Exercise goal. Please return all of the data exactly as written.

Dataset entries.
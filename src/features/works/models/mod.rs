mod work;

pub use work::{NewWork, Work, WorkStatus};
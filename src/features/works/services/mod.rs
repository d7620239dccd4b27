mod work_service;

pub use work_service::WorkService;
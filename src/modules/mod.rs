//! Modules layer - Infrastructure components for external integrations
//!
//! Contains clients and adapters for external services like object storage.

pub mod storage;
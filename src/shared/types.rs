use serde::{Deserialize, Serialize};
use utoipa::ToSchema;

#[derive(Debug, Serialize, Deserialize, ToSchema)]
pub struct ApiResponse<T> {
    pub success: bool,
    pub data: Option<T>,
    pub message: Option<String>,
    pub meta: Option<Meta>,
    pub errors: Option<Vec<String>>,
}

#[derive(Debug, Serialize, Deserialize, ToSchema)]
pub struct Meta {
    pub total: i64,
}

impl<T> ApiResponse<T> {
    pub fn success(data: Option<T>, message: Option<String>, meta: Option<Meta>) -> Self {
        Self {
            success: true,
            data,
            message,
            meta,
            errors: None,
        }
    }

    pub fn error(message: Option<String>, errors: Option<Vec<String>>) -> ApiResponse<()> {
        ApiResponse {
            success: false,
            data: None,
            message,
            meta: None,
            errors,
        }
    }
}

Task solution.
filename src/features/works/models/mod.rs
mod work;

pub use work::{NewWork, Work, WorkStatus};
filename src/features/works/services/mod.rs
repository d7620239dccd4b27
mod work_service;

pub use work_service::WorkService;
filename src/modules/mod.rs
//! Modules layer - Infrastructure components for external integrations
//!
//! Contains clients and adapters for external services like object storage.

pub mod storage;
filename src/shared/types.rs
use serde::{Deserialize, Serialize};
use utoipa::ToSchema;

#[derive(Debug, Serialize, Deserialize, ToSchema)]
pub struct ApiResponse<T> {
    pub success: bool,
    pub data: Option<T>,
    pub message: Option<String>,
    pub meta: Option<Meta>,
    pub errors: Option<Vec<String>>,
}

#[derive(Debug, Serialize, Deserialize, ToSchema)]
pub struct Meta {
    pub total: i64,
}

impl<T> ApiResponse<T> {
    pub fn success(data: Option<T>, message: Option<String>, meta: Option<Meta>) -> Self {
        Self {
            success: true,
            data,
            message,
            meta,
            errors: None,
        }
    }

    pub fn error(message: Option<String>, errors: Option<Vec<String>>) -> ApiResponse<()> {
        ApiResponse {
            success: false,
            data: None,
            message,
            meta: None,
            errors,
        }
    }
}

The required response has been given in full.